**Problem statement**
Set out exactly, line by line, the stretch of data below that begins at the line containing "suffix is a plain" and ends at the line containing "pub struct DateRange", with both ends kept.

**Data supplied**

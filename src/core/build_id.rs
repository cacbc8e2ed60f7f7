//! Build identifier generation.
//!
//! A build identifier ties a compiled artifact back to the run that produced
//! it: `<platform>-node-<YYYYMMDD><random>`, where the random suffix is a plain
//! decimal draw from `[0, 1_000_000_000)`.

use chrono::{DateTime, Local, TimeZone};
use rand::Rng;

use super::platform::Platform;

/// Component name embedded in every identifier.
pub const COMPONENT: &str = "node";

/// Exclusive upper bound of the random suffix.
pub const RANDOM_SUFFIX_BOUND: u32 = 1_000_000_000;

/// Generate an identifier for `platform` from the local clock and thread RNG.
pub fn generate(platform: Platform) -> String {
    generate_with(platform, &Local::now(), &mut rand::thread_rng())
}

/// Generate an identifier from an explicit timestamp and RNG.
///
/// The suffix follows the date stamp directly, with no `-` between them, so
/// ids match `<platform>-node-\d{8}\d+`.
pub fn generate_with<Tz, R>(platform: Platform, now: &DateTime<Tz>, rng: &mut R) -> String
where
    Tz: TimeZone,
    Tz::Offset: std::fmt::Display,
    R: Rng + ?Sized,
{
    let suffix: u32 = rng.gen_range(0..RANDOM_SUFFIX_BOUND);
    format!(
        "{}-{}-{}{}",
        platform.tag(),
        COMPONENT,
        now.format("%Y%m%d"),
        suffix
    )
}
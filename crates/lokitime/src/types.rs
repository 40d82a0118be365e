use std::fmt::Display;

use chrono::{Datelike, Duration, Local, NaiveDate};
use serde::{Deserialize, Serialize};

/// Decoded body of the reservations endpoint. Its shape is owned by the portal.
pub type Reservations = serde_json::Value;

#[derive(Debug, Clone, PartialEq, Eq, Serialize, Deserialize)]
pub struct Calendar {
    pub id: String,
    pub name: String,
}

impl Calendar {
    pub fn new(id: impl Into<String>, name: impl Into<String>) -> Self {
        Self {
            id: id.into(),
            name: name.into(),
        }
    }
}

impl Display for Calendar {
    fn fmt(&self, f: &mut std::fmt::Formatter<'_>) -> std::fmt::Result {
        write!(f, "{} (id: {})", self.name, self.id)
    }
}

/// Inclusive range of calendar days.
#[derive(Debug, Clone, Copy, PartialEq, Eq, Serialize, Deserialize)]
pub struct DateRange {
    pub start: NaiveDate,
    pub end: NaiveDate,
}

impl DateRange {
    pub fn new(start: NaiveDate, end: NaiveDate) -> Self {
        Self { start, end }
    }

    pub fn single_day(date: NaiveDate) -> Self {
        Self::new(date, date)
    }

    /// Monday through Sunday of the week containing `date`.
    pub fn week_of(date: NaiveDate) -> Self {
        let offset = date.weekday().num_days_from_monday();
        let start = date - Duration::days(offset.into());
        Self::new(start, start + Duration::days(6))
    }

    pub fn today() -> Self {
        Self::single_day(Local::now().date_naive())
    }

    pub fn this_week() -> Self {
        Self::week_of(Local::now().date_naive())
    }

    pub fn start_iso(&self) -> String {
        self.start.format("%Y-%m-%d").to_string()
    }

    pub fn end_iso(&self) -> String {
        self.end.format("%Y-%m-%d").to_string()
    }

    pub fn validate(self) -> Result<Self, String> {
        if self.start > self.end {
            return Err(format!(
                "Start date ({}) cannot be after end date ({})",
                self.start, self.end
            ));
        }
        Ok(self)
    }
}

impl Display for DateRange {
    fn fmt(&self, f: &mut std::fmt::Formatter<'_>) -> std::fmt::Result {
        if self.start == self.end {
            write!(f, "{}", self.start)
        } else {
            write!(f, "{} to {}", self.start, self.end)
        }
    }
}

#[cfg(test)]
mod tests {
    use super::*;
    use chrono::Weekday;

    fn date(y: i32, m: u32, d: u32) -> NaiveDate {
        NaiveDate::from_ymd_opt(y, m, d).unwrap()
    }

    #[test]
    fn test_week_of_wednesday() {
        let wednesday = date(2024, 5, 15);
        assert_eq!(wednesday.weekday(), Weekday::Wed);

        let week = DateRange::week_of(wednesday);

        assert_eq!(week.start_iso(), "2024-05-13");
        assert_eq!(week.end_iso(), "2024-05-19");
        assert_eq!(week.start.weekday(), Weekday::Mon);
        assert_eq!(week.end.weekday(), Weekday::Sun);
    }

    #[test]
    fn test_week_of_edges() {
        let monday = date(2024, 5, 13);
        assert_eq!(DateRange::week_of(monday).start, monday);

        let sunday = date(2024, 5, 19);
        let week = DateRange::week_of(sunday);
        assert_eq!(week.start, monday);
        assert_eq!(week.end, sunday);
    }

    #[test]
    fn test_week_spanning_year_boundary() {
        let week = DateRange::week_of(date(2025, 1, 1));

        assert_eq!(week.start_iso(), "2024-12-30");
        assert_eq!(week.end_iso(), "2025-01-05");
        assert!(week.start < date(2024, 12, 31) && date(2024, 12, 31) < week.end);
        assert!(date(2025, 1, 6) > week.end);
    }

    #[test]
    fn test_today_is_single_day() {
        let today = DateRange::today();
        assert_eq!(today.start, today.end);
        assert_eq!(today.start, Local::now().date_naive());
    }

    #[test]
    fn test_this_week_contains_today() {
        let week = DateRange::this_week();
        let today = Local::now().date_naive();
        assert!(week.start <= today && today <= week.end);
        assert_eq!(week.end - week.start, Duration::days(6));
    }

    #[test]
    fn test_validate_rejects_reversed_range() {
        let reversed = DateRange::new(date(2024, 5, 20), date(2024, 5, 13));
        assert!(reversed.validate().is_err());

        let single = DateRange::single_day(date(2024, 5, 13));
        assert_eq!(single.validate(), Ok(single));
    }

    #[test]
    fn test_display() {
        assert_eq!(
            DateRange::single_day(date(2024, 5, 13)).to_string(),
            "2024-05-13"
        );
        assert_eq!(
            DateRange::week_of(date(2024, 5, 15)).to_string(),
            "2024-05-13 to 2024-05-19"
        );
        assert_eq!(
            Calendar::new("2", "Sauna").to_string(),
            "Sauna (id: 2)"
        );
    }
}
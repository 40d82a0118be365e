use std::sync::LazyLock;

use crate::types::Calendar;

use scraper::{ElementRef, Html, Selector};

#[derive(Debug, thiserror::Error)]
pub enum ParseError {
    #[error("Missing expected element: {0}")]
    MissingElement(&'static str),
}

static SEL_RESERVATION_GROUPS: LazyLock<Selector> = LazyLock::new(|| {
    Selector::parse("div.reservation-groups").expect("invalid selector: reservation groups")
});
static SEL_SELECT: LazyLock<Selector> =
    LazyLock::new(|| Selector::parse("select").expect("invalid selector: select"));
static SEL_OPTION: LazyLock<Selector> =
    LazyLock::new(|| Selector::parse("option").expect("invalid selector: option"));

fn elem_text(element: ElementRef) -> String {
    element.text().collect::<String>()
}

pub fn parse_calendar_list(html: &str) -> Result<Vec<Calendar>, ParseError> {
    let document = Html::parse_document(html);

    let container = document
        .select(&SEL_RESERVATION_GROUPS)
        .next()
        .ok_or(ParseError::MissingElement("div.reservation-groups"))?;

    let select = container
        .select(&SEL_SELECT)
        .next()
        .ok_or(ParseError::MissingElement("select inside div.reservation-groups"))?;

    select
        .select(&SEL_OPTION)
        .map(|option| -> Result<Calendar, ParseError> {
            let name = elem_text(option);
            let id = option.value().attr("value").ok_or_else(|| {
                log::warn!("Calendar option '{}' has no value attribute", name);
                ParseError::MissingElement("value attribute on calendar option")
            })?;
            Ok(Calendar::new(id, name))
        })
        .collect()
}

==

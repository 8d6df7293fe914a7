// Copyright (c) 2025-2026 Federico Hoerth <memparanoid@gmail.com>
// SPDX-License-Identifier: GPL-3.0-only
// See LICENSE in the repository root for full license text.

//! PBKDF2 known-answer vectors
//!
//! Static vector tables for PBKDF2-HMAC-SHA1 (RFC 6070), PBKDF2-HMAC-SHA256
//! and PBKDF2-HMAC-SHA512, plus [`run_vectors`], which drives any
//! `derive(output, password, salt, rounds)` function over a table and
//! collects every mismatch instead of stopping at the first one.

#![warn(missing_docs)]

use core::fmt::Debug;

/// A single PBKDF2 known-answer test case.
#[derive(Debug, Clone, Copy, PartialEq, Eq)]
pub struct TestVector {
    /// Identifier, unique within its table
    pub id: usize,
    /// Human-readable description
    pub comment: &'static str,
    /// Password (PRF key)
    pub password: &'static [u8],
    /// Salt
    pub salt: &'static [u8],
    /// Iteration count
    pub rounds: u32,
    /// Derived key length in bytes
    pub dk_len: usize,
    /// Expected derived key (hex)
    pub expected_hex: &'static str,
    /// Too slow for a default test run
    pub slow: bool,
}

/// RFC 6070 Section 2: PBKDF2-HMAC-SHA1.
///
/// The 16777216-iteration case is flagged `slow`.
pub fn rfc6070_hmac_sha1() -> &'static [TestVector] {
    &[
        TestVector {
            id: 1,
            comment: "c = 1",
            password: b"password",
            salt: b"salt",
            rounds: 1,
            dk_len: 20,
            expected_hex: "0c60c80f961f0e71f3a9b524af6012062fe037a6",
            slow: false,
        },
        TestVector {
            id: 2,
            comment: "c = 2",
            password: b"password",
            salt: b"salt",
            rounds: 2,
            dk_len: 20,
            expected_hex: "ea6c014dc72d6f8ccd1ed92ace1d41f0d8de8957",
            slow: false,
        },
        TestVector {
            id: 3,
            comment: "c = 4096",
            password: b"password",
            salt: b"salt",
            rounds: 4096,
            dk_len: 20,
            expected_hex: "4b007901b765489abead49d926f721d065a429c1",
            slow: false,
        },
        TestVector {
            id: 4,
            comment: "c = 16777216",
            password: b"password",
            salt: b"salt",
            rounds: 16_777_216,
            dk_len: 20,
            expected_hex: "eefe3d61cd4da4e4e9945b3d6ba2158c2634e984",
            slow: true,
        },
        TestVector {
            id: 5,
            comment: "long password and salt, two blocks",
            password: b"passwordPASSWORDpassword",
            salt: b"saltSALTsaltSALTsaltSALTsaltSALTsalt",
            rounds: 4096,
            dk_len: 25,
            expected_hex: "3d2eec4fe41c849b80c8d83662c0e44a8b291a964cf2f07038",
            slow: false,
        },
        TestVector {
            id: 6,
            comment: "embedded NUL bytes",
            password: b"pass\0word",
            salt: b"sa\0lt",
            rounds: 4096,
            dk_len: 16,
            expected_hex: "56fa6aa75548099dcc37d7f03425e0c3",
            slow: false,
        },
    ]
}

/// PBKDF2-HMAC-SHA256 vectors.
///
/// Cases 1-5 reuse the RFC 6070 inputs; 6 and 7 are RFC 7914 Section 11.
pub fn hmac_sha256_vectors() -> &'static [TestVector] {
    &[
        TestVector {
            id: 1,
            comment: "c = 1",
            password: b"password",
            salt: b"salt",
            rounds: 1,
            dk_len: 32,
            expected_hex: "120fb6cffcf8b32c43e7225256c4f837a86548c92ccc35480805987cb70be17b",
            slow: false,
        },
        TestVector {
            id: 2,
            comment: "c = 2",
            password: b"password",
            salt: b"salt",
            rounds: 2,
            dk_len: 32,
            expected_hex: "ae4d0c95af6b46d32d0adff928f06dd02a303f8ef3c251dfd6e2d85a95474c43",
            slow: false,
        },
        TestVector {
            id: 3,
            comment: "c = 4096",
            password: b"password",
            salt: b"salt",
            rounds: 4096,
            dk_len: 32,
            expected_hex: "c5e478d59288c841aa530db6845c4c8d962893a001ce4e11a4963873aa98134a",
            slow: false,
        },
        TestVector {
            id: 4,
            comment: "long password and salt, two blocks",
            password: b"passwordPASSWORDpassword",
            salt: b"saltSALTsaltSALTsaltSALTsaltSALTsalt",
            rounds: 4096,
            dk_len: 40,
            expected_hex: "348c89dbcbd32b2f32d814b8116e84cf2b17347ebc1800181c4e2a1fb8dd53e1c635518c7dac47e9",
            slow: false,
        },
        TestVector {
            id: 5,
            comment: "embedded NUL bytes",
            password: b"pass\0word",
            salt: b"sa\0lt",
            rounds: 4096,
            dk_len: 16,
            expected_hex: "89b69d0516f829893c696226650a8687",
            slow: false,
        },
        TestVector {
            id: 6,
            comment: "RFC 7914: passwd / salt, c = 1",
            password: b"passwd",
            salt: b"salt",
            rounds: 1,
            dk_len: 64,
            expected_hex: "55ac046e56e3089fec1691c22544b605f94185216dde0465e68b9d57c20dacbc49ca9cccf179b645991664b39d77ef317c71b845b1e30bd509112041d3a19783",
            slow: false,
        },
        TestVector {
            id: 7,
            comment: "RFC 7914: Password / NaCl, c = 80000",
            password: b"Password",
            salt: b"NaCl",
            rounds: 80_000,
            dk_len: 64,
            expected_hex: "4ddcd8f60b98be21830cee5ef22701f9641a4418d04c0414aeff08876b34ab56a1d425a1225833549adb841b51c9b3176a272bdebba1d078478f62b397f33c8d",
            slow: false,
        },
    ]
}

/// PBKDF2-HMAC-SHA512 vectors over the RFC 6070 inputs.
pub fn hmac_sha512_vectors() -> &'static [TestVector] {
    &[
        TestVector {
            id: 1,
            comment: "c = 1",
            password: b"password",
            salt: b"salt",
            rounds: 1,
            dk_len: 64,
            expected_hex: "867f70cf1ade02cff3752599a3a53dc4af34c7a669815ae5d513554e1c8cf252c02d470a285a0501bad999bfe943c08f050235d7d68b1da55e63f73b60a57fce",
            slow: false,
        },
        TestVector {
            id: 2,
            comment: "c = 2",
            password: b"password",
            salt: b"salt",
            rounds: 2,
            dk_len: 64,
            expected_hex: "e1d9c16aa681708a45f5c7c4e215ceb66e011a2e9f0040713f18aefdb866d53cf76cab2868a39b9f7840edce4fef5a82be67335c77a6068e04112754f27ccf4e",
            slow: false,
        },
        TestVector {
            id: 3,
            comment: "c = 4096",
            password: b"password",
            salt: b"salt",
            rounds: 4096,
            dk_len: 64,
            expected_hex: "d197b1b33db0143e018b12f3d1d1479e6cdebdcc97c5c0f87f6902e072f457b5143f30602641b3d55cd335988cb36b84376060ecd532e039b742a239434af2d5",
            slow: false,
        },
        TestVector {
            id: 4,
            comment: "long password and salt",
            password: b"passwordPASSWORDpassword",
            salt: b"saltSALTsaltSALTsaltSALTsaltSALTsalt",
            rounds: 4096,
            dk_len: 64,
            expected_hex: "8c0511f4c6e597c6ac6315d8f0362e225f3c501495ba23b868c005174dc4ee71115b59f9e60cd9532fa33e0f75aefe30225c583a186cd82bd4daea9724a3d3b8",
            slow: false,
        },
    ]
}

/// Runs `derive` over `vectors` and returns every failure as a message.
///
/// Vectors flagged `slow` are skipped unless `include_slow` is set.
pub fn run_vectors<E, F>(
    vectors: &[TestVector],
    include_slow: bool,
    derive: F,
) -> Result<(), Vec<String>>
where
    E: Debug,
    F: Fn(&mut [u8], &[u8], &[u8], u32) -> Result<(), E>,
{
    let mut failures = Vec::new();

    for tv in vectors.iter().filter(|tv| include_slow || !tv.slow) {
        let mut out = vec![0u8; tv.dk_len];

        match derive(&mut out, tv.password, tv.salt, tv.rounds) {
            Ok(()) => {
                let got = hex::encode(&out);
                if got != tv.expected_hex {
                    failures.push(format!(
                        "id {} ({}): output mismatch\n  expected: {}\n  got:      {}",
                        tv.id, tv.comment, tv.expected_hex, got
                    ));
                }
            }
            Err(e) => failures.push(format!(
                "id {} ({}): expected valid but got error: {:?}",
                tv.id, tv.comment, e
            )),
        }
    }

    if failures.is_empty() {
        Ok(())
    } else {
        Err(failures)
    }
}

**Solution for this task**
//! it: `<platform>-node-<YYYYMMDD><random>`, where the random suffix is a plain
//! decimal draw from `[0, 1_000_000_000)`.

use chrono::{DateTime, Local, TimeZone};
use rand::Rng;

use super::platform::Platform;

/// Component name embedded in every identifier.
pub const COMPONENT: &str = "node";

/// Exclusive upper bound of the random suffix.
pub const RANDOM_SUFFIX_BOUND: u32 = 1_000_000_000;

/// Generate an identifier for `platform` from the local clock and thread RNG.
pub fn generate(platform: Platform) -> String {
    generate_with(platform, &Local::now(), &mut rand::thread_rng())
}

/// Generate an identifier from an explicit timestamp and RNG.
///
/// The suffix follows the date stamp directly, with no `-` between them, so
/// ids match `<platform>-node-\d{8}\d+`.
pub fn generate_with<Tz, R>(platform: Platform, now: &DateTime<Tz>, rng: &mut R) -> String
where
    Tz: TimeZone,
    Tz::Offset: std::fmt::Display,
    R: Rng + ?Sized,
{
    let suffix: u32 = rng.gen_range(0..RANDOM_SUFFIX_BOUND);
    format!(
        "{}-{}-{}{}",
        platform.tag(),
        COMPONENT,
        now.format("%Y%m%d"),
        suffix
    )
}
filename crates/lokitime/src/types.rs
repository 40d82a0118be365e
use std::fmt::Display;

use chrono::{Datelike, Duration, Local, NaiveDate};
use serde::{Deserialize, Serialize};

/// Decoded body of the reservations endpoint. Its shape is owned by the portal.
pub type Reservations = serde_json::Value;

#[derive(Debug, Clone, PartialEq, Eq, Serialize, Deserialize)]
pub struct Calendar {
    pub id: String,
    pub name: String,
}

impl Calendar {
    pub fn new(id: impl Into<String>, name: impl Into<String>) -> Self {
        Self {
            id: id.into(),
            name: name.into(),
        }
    }
}

impl Display for Calendar {
    fn fmt(&self, f: &mut std::fmt::Formatter<'_>) -> std::fmt::Result {
        write!(f, "{} (id: {})", self.name, self.id)
    }
}

/// Inclusive range of calendar days.
#[derive(Debug, Clone, Copy, PartialEq, Eq, Serialize, Deserialize)]
pub struct DateRange {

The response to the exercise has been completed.